To participate in the 18-day campaign, agencies may undertake activities that aim to end gender-based violence, including a one-day orientation session for human resource (HR) practitioners in government that will focus on the issue of sexual harassment in the workplace and highlight provisions and gaps in the existing Anti-Sexual Harassment Law. They may also participate in the activities lined up by the PCW, the lead agency for the observance of the annual campaign.
CSC Chair Francisco T. Duque III said that the CSC has long been a staunch supporter of the government’s anti-VAW campaign in line with its efforts to mainstream gender and development (GAD) in the bureaucracy.
“Being the primary institution tasked with protecting the rights and welfare of state workers, part of our objectives is to eliminate gender biases in the workplace and to address the specific needs of female and male employees,” Duque said.
He said that the CSC is continuously reviewing and enhancing HR policies in the public sector to make them more gender-responsive. In 1991, the CSC revised the rule on maternity leave benefits to provide a woman the option to return to her work before the expiration of her two-month leave, allowing her to receive the benefits granted under the Maternity Leave Law and the salary for actual services rendered effective the day she reports for work.

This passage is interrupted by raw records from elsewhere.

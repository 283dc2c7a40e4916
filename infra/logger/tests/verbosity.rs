use tracing::Level;
use uni_logger::{LevelFilter, Logger};

#[test]
fn single_verbose_flag_enables_debug_on_stderr_only() {
    let logger = Logger::builder()
        .name("uni-cli")
        .console(true)
        .ansi(false)
        .level(Logger::level_for_verbosity(1))
        .init()
        .expect("logger should initialize");

    assert!(logger.guard().is_none(), "console output needs no file worker");

    if std::env::var_os("RUST_LOG").is_none() {
        assert!(tracing::enabled!(Level::DEBUG), "-v should surface resolver debug events");
        assert!(!tracing::enabled!(Level::TRACE), "-v alone should keep trace events off");
    }
    assert_eq!(Logger::level_for_verbosity(0), LevelFilter::INFO);
}
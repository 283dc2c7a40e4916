#![allow(unreachable_pub)]
#![allow(clippy::needless_pass_by_value)]

//! # Macros
//!
//! Procedural macros for the uni build crates.
//!
//! ## Usage
//! ```toml
//! [dependencies]
//! uni-derive = { path = "../infra/derive" }
//! thiserror = "2"
//! ```

mod error;

use proc_macro::TokenStream;
use syn::{DeriveInput, parse_macro_input};

/// Attribute macro for crate-level error enums.
///
/// Turns a plain enum into a `thiserror` error with uniform context handling,
/// so every crate in the workspace reports failures the same way.
///
/// # Generated Items
///
/// * `#[derive(Debug, thiserror::Error)]` unless already derived.
/// * `<ErrorName>Ext` trait with `.context(...)` for `Result<T, ErrorName>` and for
///   `Result<T, Source>` of every variant that wraps a source error.
/// * `From<Source>` for each variant with a `source` field (or `#[source]`/`#[from]`).
/// * `From<&'static str>` and `From<String>` when an `Internal { message, context }`
///   variant is present.
/// * A private `format_context` helper usable inside `#[error(...)]` strings.
///
/// # Requirements
///
/// 1. Only enums are accepted.
/// 2. Every variant uses named fields; tuple and unit variants are rejected.
/// 3. A variant with a source must also declare `context: Option<Cow<'static, str>>`.
///
/// # Example
///
/// ```rust,ignore
/// use std::borrow::Cow;
///
/// #[uni_derive::uni_error]
/// pub enum DefineError {
///     #[error("Failed to read config{}: {source}", format_context(.context))]
///     Read { source: std::io::Error, context: Option<Cow<'static, str>> },
///
///     #[error("Internal define error{}: {message}", format_context(.context))]
///     Internal { message: Cow<'static, str>, context: Option<Cow<'static, str>> },
/// }
///
/// fn load(path: &str) -> Result<String, DefineError> {
///     std::fs::read_to_string(path).context("Reading pages.json")
/// }
/// ```
#[proc_macro_attribute]
pub fn uni_error(_args: TokenStream, item: TokenStream) -> TokenStream {
    let input = parse_macro_input!(item as DeriveInput);
    error::expand(input).into()
}
//! Shared test harness: a temp-file store with fixed secrets.

use kh_store::Store;
use kh_vault::config::Config;
use kh_vault::session::{AuthenticatedUser, SignUp};
use kh_vault::Keyhaven;
use tempfile::TempDir;

pub const PASSWORD: &str = "Str0ng_1";

pub struct TestApp {
    pub app: Keyhaven,
    /// Second handle on the same database file, for direct row assertions.
    pub store: Store,
    // Keeps the database directory alive for the test duration.
    _dir: TempDir,
}

pub async fn test_app() -> TestApp {
    let _ = tracing_subscriber::fmt().with_test_writer().try_init();

    let dir = tempfile::tempdir().expect("tempdir");
    let db_path = dir.path().join("keyhaven.db");
    // Time cost 1 keeps Argon2 fast enough for the suite.
    let config = Config::new("test-cipher-secret", "test-token-secret", 1);
    let app = Keyhaven::open(&db_path, &config)
        .await
        .expect("open keyhaven");
    let store = Store::open(&db_path).await.expect("open raw store");
    TestApp {
        app,
        store,
        _dir: dir,
    }
}

/// Sign up, sign in, and resolve the bearer token, as a caller would.
pub async fn signed_up(app: &Keyhaven, name: &str, email: &str) -> AuthenticatedUser {
    app.session
        .sign_up(&SignUp {
            name: name.into(),
            email: email.into(),
            password: PASSWORD.into(),
        })
        .await
        .expect("sign up");
    let session = app.session.sign_in(email, PASSWORD).await.expect("sign in");
    app.session
        .authenticate(&session.token)
        .await
        .expect("authenticate")
}
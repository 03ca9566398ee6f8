//! Environment-driven configuration.
//!
//! Both secrets are startup-fatal when absent: the process must refuse to
//! serve rather than fall back to plaintext storage or unsigned tokens.

use std::env;

use zeroize::{Zeroize, ZeroizeOnDrop};

use crate::error::VaultError;

pub const CIPHER_SECRET_VAR: &str = "KEYHAVEN_CIPHER_SECRET";
pub const TOKEN_SECRET_VAR: &str = "KEYHAVEN_TOKEN_SECRET";
pub const HASH_COST_VAR: &str = "KEYHAVEN_HASH_COST";

#[derive(Zeroize, ZeroizeOnDrop)]
pub struct Config {
    /// Secret behind the reversible cipher for stored vault fields.
    pub cipher_secret: String,
    /// Secret signing bearer tokens.
    pub token_secret: String,
    /// Argon2id time cost for login-password hashing.
    pub hash_cost: u32,
}

impl Config {
    pub fn new(
        cipher_secret: impl Into<String>,
        token_secret: impl Into<String>,
        hash_cost: u32,
    ) -> Self {
        Self {
            cipher_secret: cipher_secret.into(),
            token_secret: token_secret.into(),
            hash_cost,
        }
    }

    pub fn from_env() -> Result<Self, VaultError> {
        let cipher_secret = require(CIPHER_SECRET_VAR)?;
        let token_secret = require(TOKEN_SECRET_VAR)?;
        let hash_cost = match env::var(HASH_COST_VAR) {
            Ok(v) => v.parse().map_err(|_| {
                VaultError::Config(format!("{HASH_COST_VAR} must be a positive integer"))
            })?,
            Err(_) => kh_crypto::password::DEFAULT_TIME_COST,
        };
        Ok(Self::new(cipher_secret, token_secret, hash_cost))
    }
}

fn require(var: &str) -> Result<String, VaultError> {
    match env::var(var) {
        Ok(v) if !v.is_empty() => Ok(v),
        _ => Err(VaultError::Config(format!("{var} is not set"))),
    }
}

To complement the maternity leave, the CSC jointly penned with the Department of Health the policy granting paternity leave. This privilege is granted to a married male employee, allowing him to take a leave for seven days with pay so that he can lend support and care for his wife in her period of recovery after delivery or miscarriage, and in taking care of the newly-born.
The CSC promulgated in 1994 the Anti-Sexual Harassment Policy in the Workplace. The said circular defines sexual harassment and characterizes it as an administrative offense.
Pursuant to the Solo Parents Welfare Act of 2002, the CSC expanded the scope of granting maternity leave benefits to unmarried women. It also issued a directive granting seven days of parental leave to solo parents in recognition of their parental responsibilities and obligations.
Addressing the need to level the playing field, the Commission issued in 1999 a directive calling for equal representation of women and men in third level positions in government to promote gender equality.
In 2001, the CSC formulated the Administrative Disciplinary Rules on Sexual Harassment Cases. Considered a landmark issuance of the CSC, the new Rules provide for the consistent and uniform rules of procedure in investigating, prosecuting and resolving sexual harassment cases in government offices.
Among its salient provisions is the creation of the Committee on Decorum and Investigation (CODI) in all government agencies. The CODI shall be responsible for receiving and investigating sexual harassment complaints. Capability-building programs were designed for those who will conduct training programs on anti-sexual harassment rules and policies. A memorandum of agreement was signed with the Department of Education for the conduct of training on sexual harassment with the CODI of the agency’s regional and division offices.
In January 2004, the CSC, through its Human Resource Development Office, developed a training design on Gender Sensitivity Training (GST) Program. The program aims to enhance awareness and deeper understanding of gender concepts and the manifestations of gender bias.